§ **TASK OBJECTIVE**: Considering only lines that hold the word "WildmenuHide", report how many there are in the listing below, as a single number.

"""

impl RedrawEvent {
    /// Protocol name of the event.
    pub fn name(&self) -> &str {
        match self {
            RedrawEvent::Resize { .. } => "resize",
            RedrawEvent::Clear => "clear",
            RedrawEvent::EolClear => "eol_clear",
            RedrawEvent::CursorGoto { .. } => "cursor_goto",
            RedrawEvent::ModeInfoSet { .. } => "mode_info_set",
            RedrawEvent::ModeChange { .. } => "mode_change",
            RedrawEvent::BusyStart => "busy_start",
            RedrawEvent::BusyStop => "busy_stop",
            RedrawEvent::MouseOn => "mouse_on",
            RedrawEvent::MouseOff => "mouse_off",
            RedrawEvent::SetScrollRegion { .. } => "set_scroll_region",
            RedrawEvent::Scroll(_) => "scroll",
            RedrawEvent::HighlightSet(_) => "highlight_set",
            RedrawEvent::Put { .. } => "put",
            RedrawEvent::Bell => "bell",
            RedrawEvent::VisualBell => "visual_bell",
            RedrawEvent::Flush => "flush",
            RedrawEvent::UpdateFg(_) => "update_fg",
            RedrawEvent::UpdateBg(_) => "update_bg",
            RedrawEvent::UpdateSp(_) => "update_sp",
            RedrawEvent::SetTitle(_) => "set_title",
            RedrawEvent::SetIcon(_) => "set_icon",
            RedrawEvent::PopupmenuShow { .. } => "popupmenu_show",
            RedrawEvent::PopupmenuSelect { .. } => "popupmenu_select",
            RedrawEvent::PopupmenuHide => "popupmenu_hide",
            RedrawEvent::TablineUpdate { .. } => "tabline_update",
            RedrawEvent::CmdlineShow(_) => "cmdline_show",
            RedrawEvent::CmdlinePos { .. } => "cmdline_pos",
            RedrawEvent::CmdlineHide => "cmdline_hide",
            RedrawEvent::WildmenuShow { .. } => "wildmenu_show",
            RedrawEvent::WildmenuSelect { .. } => "wildmenu_select",
            RedrawEvent::WildmenuHide => "wildmenu_hide",
            RedrawEvent::Unknown { name, .. } => name,
        }
    }

    /// Decode a single call of event `name`.
    pub fn decode(name: &str, args: Vec<Value>) -> Result<Self, ProtocolError> {
        let a = Args::new(name, &args);
        let event = match name {
            "resize" => RedrawEvent::Resize {
                cols: a.u64(0)?,
                rows: a.u64(1)?,
            },
            "clear" => RedrawEvent::Clear,
            "eol_clear" => RedrawEvent::EolClear,
            "cursor_goto" => RedrawEvent::CursorGoto {
                row: a.u64(0)?,
                col: a.u64(1)?,
            },
            "mode_info_set" => {
                let modes = a
                    .array(1)?
                    .iter()
                    .map(|m| Mode::from_value(m).map_err(|e| a.malformed(e.to_string())))
                    .collect::<Result<Vec<_>, _>>()?;
                RedrawEvent::ModeInfoSet {
                    cursor_style_enabled: a.bool(0)?,
                    modes,
                }
            }
            "mode_change" => RedrawEvent::ModeChange {
                name: a.string(0)?,
                index: a.opt_u64(1).unwrap_or(0),
            },
            "busy_start" => RedrawEvent::BusyStart,
            "busy_stop" => RedrawEvent::BusyStop,
            "mouse_on" => RedrawEvent::MouseOn,
            "mouse_off" => RedrawEvent::MouseOff,
            "set_scroll_region" => RedrawEvent::SetScrollRegion {
                top: a.u64(0)?,
                bot: a.u64(1)?,
                left: a.u64(2)?,
                right: a.u64(3)?,
            },
            "scroll" => RedrawEvent::Scroll(a.i64(0)?),
            "highlight_set" => {
                let wire: WireAttrs = MsgPackCodec::from_value(a.value(0)?)
                    .map_err(|e| a.malformed(e.to_string()))?;
                RedrawEvent::HighlightSet(wire.into())
            }
            "put" => {
                let text = a.string(0)?;
                RedrawEvent::Put { text, cells: 1 }
            }
            "bell" => RedrawEvent::Bell,
            "visual_bell" => RedrawEvent::VisualBell,
            "flush" => RedrawEvent::Flush,
            "update_fg" => RedrawEvent::UpdateFg(Rgb::from_wire(a.i64(0)?)),
            "update_bg" => RedrawEvent::UpdateBg(Rgb::from_wire(a.i64(0)?)),
            "update_sp" => RedrawEvent::UpdateSp(Rgb::from_wire(a.i64(0)?)),
            "set_title" => RedrawEvent::SetTitle(a.string(0)?),
            "set_icon" => RedrawEvent::SetIcon(a.string(0)?),
            "popupmenu_show" => {
                let items = a
                    .array(0)?
                    .iter()
                    .map(|item| completion_item(item).ok_or_else(|| a.malformed("bad item")))
                    .collect::<Result<Vec<_>, _>>()?;
                RedrawEvent::PopupmenuShow {
                    items,
                    selected: selection(a.i64(1)?),
                    row: a.u64(2)?,
                    col: a.u64(3)?,
                }
            }
            "popupmenu_select" => RedrawEvent::PopupmenuSelect {
                selected: selection(a.i64(0)?),
            },
            "popupmenu_hide" => RedrawEvent::PopupmenuHide,
            "tabline_update" => {
                let current =
                    TabHandle::from_value(a.value(0)?).ok_or_else(|| a.malformed("bad tab"))?;
                let tabs = a
                    .array(1)?
                    .iter()
                    .map(|entry| tab_entry(entry).ok_or_else(|| a.malformed("bad tab entry")))
                    .collect::<Result<Vec<_>, _>>()?;
                RedrawEvent::TablineUpdate { current, tabs }
            }
            "cmdline_show" => {
                let content = a
                    .array(0)?
                    .iter()
                    .filter_map(|chunk| chunk.as_array().and_then(|c| c.get(1)))
                    .filter_map(value_to_string)
                    .collect::<String>();
                RedrawEvent::CmdlineShow(Cmdline {
                    content,
                    pos: a.u64(1)?,
                    firstc: a.string(2)?,
                    prompt: a.string(3)?,
                    indent: a.opt_u64(4).unwrap_or(0),
                    level: a.opt_u64(5).unwrap_or(1),
                })
            }
            "cmdline_pos" => RedrawEvent::CmdlinePos {
                pos: a.u64(0)?,
                level: a.opt_u64(1).unwrap_or(1),
            },
            "cmdline_hide" => RedrawEvent::CmdlineHide,
            "wildmenu_show" => {
                let items = a
                    .array(0)?
                    .iter()
                    .map(|item| value_to_string(item).ok_or_else(|| a.malformed("bad item")))
                    .collect::<Result<Vec<_>, _>>()?;
                RedrawEvent::WildmenuShow { items }
            }
            "wildmenu_select" => RedrawEvent::WildmenuSelect {
                selected: selection(a.i64(0)?),
            },
            "wildmenu_hide" => RedrawEvent::WildmenuHide,
            _ => RedrawEvent::Unknown {
                name: name.to_string(),
                args,
            },
        };
        Ok(event)
    }
}

/// Decode a notification into the ordered list of events it carries.
///
/// `redraw` batches are flattened; any other method becomes a single
/// [`RedrawEvent::Unknown`] so that extensions can pick it up. A malformed
/// call only produces an error in its own slot.
pub fn decode_notification(
    method: &str,
    params: Vec<Value>,
) -> Vec<Result<RedrawEvent, ProtocolError>> {
    if method == REDRAW_METHOD {
        decode_redraw(params)
    } else {
        vec![Ok(RedrawEvent::Unknown {
            name: method.to_string(),
            args: params,
        })]
    }
}

/// Flatten the parameters of a `redraw` notification.
pub fn decode_redraw(params: Vec<Value>) -> Vec<Result<RedrawEvent, ProtocolError>> {
    let mut events = Vec::with_capacity(params.len());

    for batch in params {
        let mut items = match batch {
            Value::Array(items) if !items.is_empty() => items.into_iter(),
            other => {
                events.push(Err(ProtocolError::MalformedArgs {
                    method: REDRAW_METHOD.to_string(),
                    reason: format!("batch must be a non-empty array, got {}", other),
                }));
                continue;
            }
        };

        let Some(name) = items.next().as_ref().and_then(value_to_string) else {
            events.push(Err(ProtocolError::MalformedArgs {
                method: REDRAW_METHOD.to_string(),
                reason: "batch without an event name".to_string(),
            }));
            continue;
        };

        if name == "put" {
            coalesce_put(items, &mut events);
            continue;
        }

        for call in items {
            let event = match call {
                Value::Array(args) => RedrawEvent::decode(&name, args),
                other => Err(ProtocolError::MalformedArgs {
                    method: name.clone(),
                    reason: format!("arguments must be an array, got {}", other),
                }),
            };
            events.push(event);
        }
    }

    events
}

"""

§ **RESPONSE BOX**: 2